### PROVIDED DATA ###
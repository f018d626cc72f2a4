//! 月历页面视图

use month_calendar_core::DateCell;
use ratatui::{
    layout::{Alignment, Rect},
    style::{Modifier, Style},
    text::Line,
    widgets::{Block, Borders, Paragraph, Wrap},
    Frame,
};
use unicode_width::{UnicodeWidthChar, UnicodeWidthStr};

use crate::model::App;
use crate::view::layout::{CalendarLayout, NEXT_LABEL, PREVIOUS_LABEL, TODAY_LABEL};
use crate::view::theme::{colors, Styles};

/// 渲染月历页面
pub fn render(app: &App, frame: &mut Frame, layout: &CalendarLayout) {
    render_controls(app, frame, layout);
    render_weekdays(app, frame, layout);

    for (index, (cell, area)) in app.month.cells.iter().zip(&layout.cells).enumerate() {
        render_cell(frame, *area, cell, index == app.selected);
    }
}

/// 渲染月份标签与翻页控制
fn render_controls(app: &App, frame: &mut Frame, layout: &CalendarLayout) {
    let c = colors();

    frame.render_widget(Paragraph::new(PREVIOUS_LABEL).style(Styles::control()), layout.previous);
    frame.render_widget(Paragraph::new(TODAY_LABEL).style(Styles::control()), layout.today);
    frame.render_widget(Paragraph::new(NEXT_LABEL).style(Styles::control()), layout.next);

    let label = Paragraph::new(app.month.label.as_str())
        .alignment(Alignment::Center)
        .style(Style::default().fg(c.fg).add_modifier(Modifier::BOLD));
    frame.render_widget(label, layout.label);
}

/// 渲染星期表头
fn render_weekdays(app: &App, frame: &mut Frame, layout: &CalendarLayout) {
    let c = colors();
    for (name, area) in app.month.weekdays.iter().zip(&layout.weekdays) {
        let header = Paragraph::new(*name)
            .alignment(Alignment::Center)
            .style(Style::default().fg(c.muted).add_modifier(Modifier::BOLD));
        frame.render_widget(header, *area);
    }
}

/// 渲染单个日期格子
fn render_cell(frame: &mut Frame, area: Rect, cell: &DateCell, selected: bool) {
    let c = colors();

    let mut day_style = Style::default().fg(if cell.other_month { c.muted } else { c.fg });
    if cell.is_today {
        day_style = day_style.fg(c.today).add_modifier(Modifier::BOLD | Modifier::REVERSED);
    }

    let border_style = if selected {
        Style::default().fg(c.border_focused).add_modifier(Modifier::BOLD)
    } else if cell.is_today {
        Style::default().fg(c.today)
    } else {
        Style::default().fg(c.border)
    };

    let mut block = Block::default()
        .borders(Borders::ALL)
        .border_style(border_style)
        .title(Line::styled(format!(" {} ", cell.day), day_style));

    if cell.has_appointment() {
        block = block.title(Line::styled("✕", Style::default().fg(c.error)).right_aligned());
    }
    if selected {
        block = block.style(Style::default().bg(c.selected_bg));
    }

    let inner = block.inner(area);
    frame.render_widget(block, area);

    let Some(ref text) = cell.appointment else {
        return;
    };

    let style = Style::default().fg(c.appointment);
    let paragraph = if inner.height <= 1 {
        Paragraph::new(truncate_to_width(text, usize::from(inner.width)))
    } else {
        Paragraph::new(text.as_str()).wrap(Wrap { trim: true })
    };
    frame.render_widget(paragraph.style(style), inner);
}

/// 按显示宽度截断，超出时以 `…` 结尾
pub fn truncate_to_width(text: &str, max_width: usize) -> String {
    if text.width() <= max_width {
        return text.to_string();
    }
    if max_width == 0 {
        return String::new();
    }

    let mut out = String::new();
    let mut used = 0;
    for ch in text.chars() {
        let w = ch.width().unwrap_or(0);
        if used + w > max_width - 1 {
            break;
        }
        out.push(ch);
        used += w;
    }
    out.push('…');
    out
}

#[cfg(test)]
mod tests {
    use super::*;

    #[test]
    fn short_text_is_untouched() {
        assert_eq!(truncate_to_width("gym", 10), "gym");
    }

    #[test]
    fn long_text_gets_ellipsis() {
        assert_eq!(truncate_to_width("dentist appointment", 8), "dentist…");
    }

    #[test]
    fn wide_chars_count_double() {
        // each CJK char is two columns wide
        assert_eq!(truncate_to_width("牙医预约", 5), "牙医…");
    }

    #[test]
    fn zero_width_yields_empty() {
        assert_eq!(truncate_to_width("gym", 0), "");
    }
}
###
### PROVIDED DATA ###
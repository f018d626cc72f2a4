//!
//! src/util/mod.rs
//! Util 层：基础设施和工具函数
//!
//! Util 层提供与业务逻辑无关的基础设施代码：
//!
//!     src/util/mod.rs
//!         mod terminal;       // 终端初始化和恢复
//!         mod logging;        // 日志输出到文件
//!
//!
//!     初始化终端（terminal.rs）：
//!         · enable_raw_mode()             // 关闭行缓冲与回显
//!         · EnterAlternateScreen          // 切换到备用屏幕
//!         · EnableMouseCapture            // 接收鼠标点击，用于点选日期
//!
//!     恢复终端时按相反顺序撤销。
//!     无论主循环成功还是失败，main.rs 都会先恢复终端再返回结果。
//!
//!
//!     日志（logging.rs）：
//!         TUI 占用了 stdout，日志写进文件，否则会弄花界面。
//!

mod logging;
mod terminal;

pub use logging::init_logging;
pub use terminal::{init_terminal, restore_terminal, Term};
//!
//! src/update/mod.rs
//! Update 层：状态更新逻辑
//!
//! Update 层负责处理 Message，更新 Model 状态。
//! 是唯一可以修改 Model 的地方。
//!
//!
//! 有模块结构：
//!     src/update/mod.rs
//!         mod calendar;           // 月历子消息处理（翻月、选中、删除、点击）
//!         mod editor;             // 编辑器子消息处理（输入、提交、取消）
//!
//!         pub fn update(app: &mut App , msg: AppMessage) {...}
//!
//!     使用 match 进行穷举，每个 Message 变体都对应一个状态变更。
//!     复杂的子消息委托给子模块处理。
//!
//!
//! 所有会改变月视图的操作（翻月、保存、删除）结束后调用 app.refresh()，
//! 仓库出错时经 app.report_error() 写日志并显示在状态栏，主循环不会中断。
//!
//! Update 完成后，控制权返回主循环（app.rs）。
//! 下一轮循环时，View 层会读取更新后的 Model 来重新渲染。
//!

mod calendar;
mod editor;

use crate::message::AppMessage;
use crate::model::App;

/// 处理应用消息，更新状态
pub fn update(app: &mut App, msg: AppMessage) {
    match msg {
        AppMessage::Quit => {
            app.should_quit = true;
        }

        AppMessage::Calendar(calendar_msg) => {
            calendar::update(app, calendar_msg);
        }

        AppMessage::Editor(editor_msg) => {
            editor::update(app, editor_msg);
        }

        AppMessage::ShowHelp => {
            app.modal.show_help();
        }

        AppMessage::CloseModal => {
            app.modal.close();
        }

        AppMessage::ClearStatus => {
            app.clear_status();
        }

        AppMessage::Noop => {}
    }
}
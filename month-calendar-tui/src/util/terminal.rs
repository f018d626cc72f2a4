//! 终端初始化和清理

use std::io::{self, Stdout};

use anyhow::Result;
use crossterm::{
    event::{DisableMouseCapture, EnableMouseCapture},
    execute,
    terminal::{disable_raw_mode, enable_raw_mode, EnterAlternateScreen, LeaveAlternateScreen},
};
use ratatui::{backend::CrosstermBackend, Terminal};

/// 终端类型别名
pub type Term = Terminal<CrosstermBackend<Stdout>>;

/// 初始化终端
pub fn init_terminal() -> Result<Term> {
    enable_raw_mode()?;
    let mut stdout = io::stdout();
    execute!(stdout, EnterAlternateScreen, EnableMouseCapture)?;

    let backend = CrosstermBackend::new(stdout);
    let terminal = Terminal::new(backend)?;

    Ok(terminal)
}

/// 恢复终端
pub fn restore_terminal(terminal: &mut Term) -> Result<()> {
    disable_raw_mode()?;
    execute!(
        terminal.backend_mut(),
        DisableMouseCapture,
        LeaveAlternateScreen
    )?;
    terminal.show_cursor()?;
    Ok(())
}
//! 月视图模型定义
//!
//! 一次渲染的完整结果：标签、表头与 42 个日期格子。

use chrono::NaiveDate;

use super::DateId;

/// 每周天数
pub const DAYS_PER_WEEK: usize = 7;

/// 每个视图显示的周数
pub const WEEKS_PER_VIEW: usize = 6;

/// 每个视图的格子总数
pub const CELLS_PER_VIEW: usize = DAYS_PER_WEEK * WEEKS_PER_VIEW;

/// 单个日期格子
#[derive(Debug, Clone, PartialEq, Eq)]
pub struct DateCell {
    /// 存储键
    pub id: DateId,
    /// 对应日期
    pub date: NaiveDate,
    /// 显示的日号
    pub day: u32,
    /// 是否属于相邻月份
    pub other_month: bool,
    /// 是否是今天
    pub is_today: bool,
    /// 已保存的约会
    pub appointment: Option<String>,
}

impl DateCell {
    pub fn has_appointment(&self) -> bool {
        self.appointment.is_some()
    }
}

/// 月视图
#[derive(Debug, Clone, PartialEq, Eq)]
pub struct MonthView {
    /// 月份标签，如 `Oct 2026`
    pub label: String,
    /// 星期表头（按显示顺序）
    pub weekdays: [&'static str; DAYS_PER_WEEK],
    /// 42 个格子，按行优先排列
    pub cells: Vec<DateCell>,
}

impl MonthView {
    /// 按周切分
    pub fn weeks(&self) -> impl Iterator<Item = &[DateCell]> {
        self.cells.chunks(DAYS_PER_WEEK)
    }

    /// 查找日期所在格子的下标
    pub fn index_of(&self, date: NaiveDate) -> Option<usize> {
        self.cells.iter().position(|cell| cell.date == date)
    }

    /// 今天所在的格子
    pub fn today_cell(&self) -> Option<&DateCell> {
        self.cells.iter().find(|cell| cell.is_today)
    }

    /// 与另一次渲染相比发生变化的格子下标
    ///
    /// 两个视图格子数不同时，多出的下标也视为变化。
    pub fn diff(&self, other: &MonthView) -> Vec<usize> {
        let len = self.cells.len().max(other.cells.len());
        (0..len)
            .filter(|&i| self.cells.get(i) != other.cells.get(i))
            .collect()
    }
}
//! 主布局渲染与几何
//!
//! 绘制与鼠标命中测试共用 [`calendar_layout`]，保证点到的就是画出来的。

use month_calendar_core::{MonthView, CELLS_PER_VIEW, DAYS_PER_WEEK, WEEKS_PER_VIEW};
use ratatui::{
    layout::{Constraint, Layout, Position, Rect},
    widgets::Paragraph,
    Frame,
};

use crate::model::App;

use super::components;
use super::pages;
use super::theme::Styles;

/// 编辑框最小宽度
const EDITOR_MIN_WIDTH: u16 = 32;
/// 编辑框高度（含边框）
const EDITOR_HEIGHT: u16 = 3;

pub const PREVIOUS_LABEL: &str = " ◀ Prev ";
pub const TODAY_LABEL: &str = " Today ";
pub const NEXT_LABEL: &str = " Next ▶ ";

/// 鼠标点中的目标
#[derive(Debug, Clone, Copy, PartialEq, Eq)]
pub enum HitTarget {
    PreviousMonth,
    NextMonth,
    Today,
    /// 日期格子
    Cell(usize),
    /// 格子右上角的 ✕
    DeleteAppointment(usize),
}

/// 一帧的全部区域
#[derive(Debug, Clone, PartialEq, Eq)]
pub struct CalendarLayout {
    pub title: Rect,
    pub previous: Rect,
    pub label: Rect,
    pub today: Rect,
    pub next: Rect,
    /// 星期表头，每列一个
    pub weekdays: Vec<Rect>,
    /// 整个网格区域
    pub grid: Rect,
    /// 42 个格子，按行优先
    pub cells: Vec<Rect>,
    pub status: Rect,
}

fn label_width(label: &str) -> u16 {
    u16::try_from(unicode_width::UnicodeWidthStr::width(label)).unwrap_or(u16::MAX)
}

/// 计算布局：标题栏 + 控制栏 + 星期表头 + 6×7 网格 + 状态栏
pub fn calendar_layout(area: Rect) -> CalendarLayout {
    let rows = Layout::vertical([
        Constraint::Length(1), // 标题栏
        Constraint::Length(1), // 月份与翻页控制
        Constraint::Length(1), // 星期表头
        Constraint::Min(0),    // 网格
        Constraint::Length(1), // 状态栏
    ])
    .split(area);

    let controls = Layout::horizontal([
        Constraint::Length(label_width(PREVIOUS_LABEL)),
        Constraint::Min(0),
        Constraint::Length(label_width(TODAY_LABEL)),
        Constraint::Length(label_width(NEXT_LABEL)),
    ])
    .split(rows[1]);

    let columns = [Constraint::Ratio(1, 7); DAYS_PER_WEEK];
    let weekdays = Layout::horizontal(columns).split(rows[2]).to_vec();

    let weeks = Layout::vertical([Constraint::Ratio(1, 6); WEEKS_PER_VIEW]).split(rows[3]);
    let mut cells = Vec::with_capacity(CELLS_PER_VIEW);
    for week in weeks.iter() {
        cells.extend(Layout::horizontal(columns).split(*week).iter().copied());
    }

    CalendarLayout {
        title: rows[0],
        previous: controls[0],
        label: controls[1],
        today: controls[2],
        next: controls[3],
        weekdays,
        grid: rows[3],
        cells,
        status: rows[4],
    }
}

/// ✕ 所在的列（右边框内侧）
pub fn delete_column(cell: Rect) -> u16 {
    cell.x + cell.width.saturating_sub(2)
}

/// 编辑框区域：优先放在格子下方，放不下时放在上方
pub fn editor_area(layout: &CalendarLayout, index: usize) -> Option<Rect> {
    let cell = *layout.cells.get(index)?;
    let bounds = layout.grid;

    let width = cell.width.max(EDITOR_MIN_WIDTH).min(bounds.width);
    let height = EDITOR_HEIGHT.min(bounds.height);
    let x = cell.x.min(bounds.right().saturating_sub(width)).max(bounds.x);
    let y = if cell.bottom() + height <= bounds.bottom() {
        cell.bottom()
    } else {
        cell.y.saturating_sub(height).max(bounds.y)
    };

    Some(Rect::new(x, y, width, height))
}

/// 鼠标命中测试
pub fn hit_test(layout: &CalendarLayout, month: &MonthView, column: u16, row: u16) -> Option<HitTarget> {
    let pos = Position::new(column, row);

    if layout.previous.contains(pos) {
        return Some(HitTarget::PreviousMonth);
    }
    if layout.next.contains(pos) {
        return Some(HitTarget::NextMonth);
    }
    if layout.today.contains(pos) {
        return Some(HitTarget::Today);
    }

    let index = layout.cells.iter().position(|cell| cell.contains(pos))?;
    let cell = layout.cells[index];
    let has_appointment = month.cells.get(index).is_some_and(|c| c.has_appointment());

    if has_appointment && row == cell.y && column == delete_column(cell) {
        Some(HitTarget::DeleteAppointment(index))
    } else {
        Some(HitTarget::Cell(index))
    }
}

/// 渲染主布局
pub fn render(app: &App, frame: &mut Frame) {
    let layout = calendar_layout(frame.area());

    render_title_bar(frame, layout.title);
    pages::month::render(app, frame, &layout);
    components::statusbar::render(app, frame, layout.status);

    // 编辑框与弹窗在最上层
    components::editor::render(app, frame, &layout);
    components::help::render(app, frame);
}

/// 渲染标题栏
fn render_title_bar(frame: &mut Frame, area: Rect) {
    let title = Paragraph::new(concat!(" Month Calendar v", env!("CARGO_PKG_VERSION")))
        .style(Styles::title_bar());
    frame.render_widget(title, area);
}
###
- YOUR GOAL:
Using the material above, return every line that holds the string "super".

- SOLUTION TO THIS EXERCISE:
    use super::*;
use super::DateId;
use super::components;
use super::pages;
use super::theme::Styles;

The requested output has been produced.